NoteAn fMRI study of verbal episodic memory encoding in amnestic mild cognitive impairment
Introduction
Episodic memory refers to the processes that support the formation of new memory representations for unique events plus the context in which they occurred (encoding processes) and the conscious recollection of these memory representations (Baddeley, 2001). From lesion studies the medial temporal lobes have long been recognised as essential for episodic encoding. More recently an important contribution from frontal lobes has become apparent. Whereas medial temporal lobe lesions may result in dense amnesia for both the event and its context, frontal lobe lesions may lead to amnesia for context (Incisa della Rocchetta and Milner, 1993, Janowsky et al., 1989). Functional neuroimaging has been widely used to investigate memory processes in both normal individuals and those with memory impairment. Verbal episodic encoding consistently activates left hemispheric prefrontal cortex (PFC) and temporal lobe structures [for a review see Cabeza and Nyberg, 2000]. Left PFC activity relates to deep meaning-based (semantic) processing during encoding, which optimises memory and involves the executive processes of generating, maintaining, selecting and organising semantically related information (Fletcher and Henson, 2001, Wagner et al., 1998). Indeed, disruption of left PFC function by transcranial magnetic stimulation results in impaired verbal encoding (Floel et al., 2004), and disruption of semantic elaboration results in decreased left PFC activation and reduced memory performance (Fletcher et al., 1995, Grady et al., 1995). The extent of activation of the left frontal cortex (and hippocampus) during verbal encoding correlates positively with subsequent successful recognition (Morcom et al., 2003, Wagner et al., 1998).

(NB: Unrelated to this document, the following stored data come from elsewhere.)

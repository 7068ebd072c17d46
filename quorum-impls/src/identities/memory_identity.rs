use argon2::{
    password_hash::{Encoding, SaltString},
    Argon2, PasswordHash, PasswordHasher, PasswordVerifier,
};
use async_trait::async_trait;
use parking_lot::Mutex;
use rand::rngs::OsRng;

use quorum_core::{
    auth_state_channel, random_string, AuthStateChanges, AuthStateSender, IdentityError,
    IdentityProvider, Principal,
};

/// An in-memory [IdentityProvider].
///
/// Accounts live in process memory with argon2-hashed passwords. Session
/// changes broadcast to every subscriber, and each new subscriber is
/// seeded with the state at subscription time. Identity-side emails
/// (password reset, verification) are recorded instead of sent.
pub struct MemoryIdentity {
    argon: Argon2<'static>,
    state: Mutex<IdentityState>,
}

#[derive(Default)]
struct IdentityState {
    accounts: Vec<Account>,
    session: Option<Principal>,
    subscribers: Vec<AuthStateSender>,
    /// Emails that asked for a password reset, oldest first.
    reset_requests: Vec<String>,
    /// Uids that were sent a verification email, oldest first.
    verification_requests: Vec<String>,
}

struct Account {
    uid: String,
    email: String,
    password_hash: String,
    verified: bool,
}

impl Account {
    fn principal(&self) -> Principal {
        Principal {
            uid: self.uid.clone(),
            email: self.email.clone(),
            email_verified: self.verified,
        }
    }
}

impl IdentityState {
    fn account_index(&self, email: &str) -> Option<usize> {
        self.accounts.iter().position(|account| account.email == email)
    }

    fn broadcast(&mut self) {
        let session = self.session.clone();

        self.subscribers
            .retain(|sender| sender.send(session.clone()).is_ok());
    }
}

impl MemoryIdentity {
    pub fn new() -> Self {
        Self {
            argon: Argon2::default(),
            state: Default::default(),
        }
    }

    /// Marks an account's email as verified, as if the link in the
    /// verification email had been followed.
    pub fn mark_verified(&self, email: &str) {
        let mut state = self.state.lock();

        if let Some(index) = state.account_index(email) {
            state.accounts[index].verified = true;
        }
    }

    /// Password reset requests received so far, oldest first.
    pub fn reset_requests(&self) -> Vec<String> {
        self.state.lock().reset_requests.clone()
    }

    /// Uids that were sent a verification email, oldest first.
    pub fn verification_requests(&self) -> Vec<String> {
        self.state.lock().verification_requests.clone()
    }

    fn hash_password(&self, password: &str) -> Result<String, IdentityError> {
        let salt = SaltString::generate(&mut OsRng);

        Ok(self
            .argon
            .hash_password(password.as_bytes(), &salt)
            .map_err(|e| IdentityError::Other(e.to_string()))?
            .to_string())
    }
}

impl Default for MemoryIdentity {
    fn default() -> Self {
        Self::new()
    }
}

#[async_trait]
impl IdentityProvider for MemoryIdentity {
    async fn create_account(
        &self,
        email: &str,
        password: &str,
    ) -> Result<Principal, IdentityError> {
        let email = normalize_email(email)?;

        if password.len() < 6 {
            return Err(IdentityError::WeakPassword);
        }

        let password_hash = self.hash_password(password)?;

        let mut state = self.state.lock();

        if state.account_index(&email).is_some() {
            return Err(IdentityError::EmailInUse);
        }

        let account = Account {
            uid: random_string(28),
            email,
            password_hash,
            verified: false,
        };

        let principal = account.principal();

        state.accounts.push(account);
        state.session = Some(principal.clone());
        state.broadcast();

        Ok(principal)
    }

    async fn sign_in(&self, email: &str, password: &str) -> Result<Principal, IdentityError> {
        let email = normalize_email(email)?;

        let mut state = self.state.lock();

        let index = state
            .account_index(&email)
            .ok_or(IdentityError::UnknownUser)?;

        let stored = PasswordHash::parse(&state.accounts[index].password_hash, Encoding::default())
            .map_err(|e| IdentityError::Other(e.to_string()))?;

        self.argon
            .verify_password(password.as_bytes(), &stored)
            .map_err(|_| IdentityError::WrongPassword)?;

        let principal = state.accounts[index].principal();

        state.session = Some(principal.clone());
        state.broadcast();

        Ok(principal)
    }

    async fn sign_out(&self) -> Result<(), IdentityError> {
        let mut state = self.state.lock();

        if state.session.take().is_some() {
            state.broadcast();
        }

        Ok(())
    }

    async fn send_password_reset(&self, email: &str) -> Result<(), IdentityError> {
        let email = normalize_email(email)?;

        let mut state = self.state.lock();

        if state.account_index(&email).is_none() {
            return Err(IdentityError::UnknownUser);
        }

        state.reset_requests.push(email);
        Ok(())
    }

    async fn send_verification(&self) -> Result<(), IdentityError> {
        let mut state = self.state.lock();

        let uid = state
            .session
            .as_ref()
            .map(|principal| principal.uid.clone())
            .ok_or(IdentityError::NoSession)?;

        state.verification_requests.push(uid);
        Ok(())
    }

    async fn check_verification(&self) -> Result<bool, IdentityError> {
        let state = self.state.lock();

        let session = state.session.as_ref().ok_or(IdentityError::NoSession)?;

        Ok(state
            .accounts
            .iter()
            .find(|account| account.uid == session.uid)
            .map(|account| account.verified)
            .unwrap_or(false))
    }

    fn current(&self) -> Option<Principal> {
        self.state.lock().session.clone()
    }

    fn subscribe(&self) -> AuthStateChanges {
        let mut state = self.state.lock();

        let (sender, changes) = auth_state_channel(state.session.clone());
        state.subscribers.push(sender);

        changes
    }
}

fn normalize_email(email: &str) -> Result<String, IdentityError> {
    let email = email.trim().to_lowercase();

    let (local, domain) = email.split_once('@').ok_or(IdentityError::InvalidEmail)?;

    if local.is_empty() || domain.is_empty() {
        return Err(IdentityError::InvalidEmail);
    }

    Ok(email)
}
use std::fmt::{Debug, Display};
use std::hash::{Hash, Hasher};
use std::marker::PhantomData;

use crossbeam::atomic::AtomicCell;

pub type IdType = u64;
pub static ID_COUNTER: AtomicCell<IdType> = AtomicCell::new(1);

/// A process-unique identifier for any type.
pub struct Id<T> {
    value: IdType,
    kind: PhantomData<T>,
}

impl<T> Id<T> {
    /// Creates a new id.
    pub fn new() -> Self {
        Self {
            value: ID_COUNTER.fetch_add(1),
            kind: PhantomData,
        }
    }

    pub fn value(&self) -> u64 {
        self.value
    }
}

impl<T> Default for Id<T> {
    fn default() -> Self {
        Self::new()
    }
}

impl<T> Debug for Id<T> {
    fn fmt(&self, f: &mut std::fmt::Formatter<'_>) -> std::fmt::Result {
        write!(f, "{}", self.value)
    }
}

impl<T> Display for Id<T> {
    fn fmt(&self, f: &mut std::fmt::Formatter<'_>) -> std::fmt::Result {
        write!(f, "{}", self.value)
    }
}

impl<T> PartialEq for Id<T> {
    fn eq(&self, other: &Self) -> bool {
        self.value == other.value
    }
}

impl<T> Hash for Id<T> {
    fn hash<H: Hasher>(&self, state: &mut H) {
        self.value.hash(state)
    }
}

impl<T> Clone for Id<T> {
    fn clone(&self) -> Self {
        *self
    }
}

impl<T> Copy for Id<T> {}
impl<T> Eq for Id<T> {}
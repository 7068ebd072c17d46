use async_trait::async_trait;
use thiserror::Error;
use tokio::sync::mpsc;

/// The authenticated account as reported by the identity provider.
///
/// This is identity only. Everything else about a user, name, role and so
/// on, lives in their profile document in the store.
#[derive(Debug, Clone, PartialEq, Eq)]
pub struct Principal {
    pub uid: String,
    pub email: String,
    pub email_verified: bool,
}

/// Identity provider failures, already worded for showing to users. The
/// provider reports a fixed set of codes and this is their mapping.
#[derive(Debug, Clone, PartialEq, Eq, Error)]
pub enum IdentityError {
    #[error("The email address is badly formatted.")]
    InvalidEmail,
    #[error("No account matches this email.")]
    UnknownUser,
    #[error("Incorrect password.")]
    WrongPassword,
    #[error("An account with this email already exists.")]
    EmailInUse,
    #[error("The password must be at least 6 characters.")]
    WeakPassword,
    #[error("Too many attempts. Try again later.")]
    RateLimited,
    #[error("No user is currently signed in.")]
    NoSession,
    #[error("A network error interrupted the request.")]
    Network,
    #[error("{0}")]
    Other(String),
}

/// Receives the current session state and every change after it.
pub struct AuthStateChanges {
    receiver: mpsc::UnboundedReceiver<Option<Principal>>,
}

impl AuthStateChanges {
    /// The next session state. `None` means the provider went away.
    pub async fn next(&mut self) -> Option<Option<Principal>> {
        self.receiver.recv().await
    }
}

pub type AuthStateSender = mpsc::UnboundedSender<Option<Principal>>;

/// Creates a connected session-state channel, seeded with the current
/// state so a new subscriber always observes something immediately.
pub fn auth_state_channel(current: Option<Principal>) -> (AuthStateSender, AuthStateChanges) {
    let (sender, receiver) = mpsc::unbounded_channel();

    sender.send(current).ok();

    (sender, AuthStateChanges { receiver })
}

/// The identity seam. Accounts, sessions and identity-side emails live
/// behind this trait.
#[async_trait]
pub trait IdentityProvider: Send + Sync + 'static {
    /// Creates an account and signs it in.
    async fn create_account(
        &self,
        email: &str,
        password: &str,
    ) -> Result<Principal, IdentityError>;

    async fn sign_in(&self, email: &str, password: &str) -> Result<Principal, IdentityError>;

    /// Ends the current session. Signing out without one is fine.
    async fn sign_out(&self) -> Result<(), IdentityError>;

    async fn send_password_reset(&self, email: &str) -> Result<(), IdentityError>;

    /// Sends a verification email to the signed-in account.
    async fn send_verification(&self) -> Result<(), IdentityError>;

    /// Re-checks whether the signed-in account has verified its email.
    async fn check_verification(&self) -> Result<bool, IdentityError>;

    /// The session as currently known, without waiting for a change.
    fn current(&self) -> Option<Principal>;

    /// Subscribes to session changes. The current state arrives first,
    /// then every transition after it.
    fn subscribe(&self) -> AuthStateChanges;
}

Amnesia is a hallmark of established Alzheimer's disease (AD) and is readily explained on the basis of the burden of Alzheimer pathology in the temporal lobes. Impairment of episodic memory is, however, frequently the earliest feature of the disease, and may precede dementia by as much as 10 years, during which time a diagnosis of amnestic mild cognitive impairment (aMCI) may be applicable (Robbins et al., 1996, Small et al., 2000, Swainson et al., 2001, Tierney et al., 2005). aMCI is a high-risk state for the development of AD and frequently it is a prodromal stage of AD with a 10–15% annual conversion rate (Petersen et al., 2001, Petersen et al., 1999).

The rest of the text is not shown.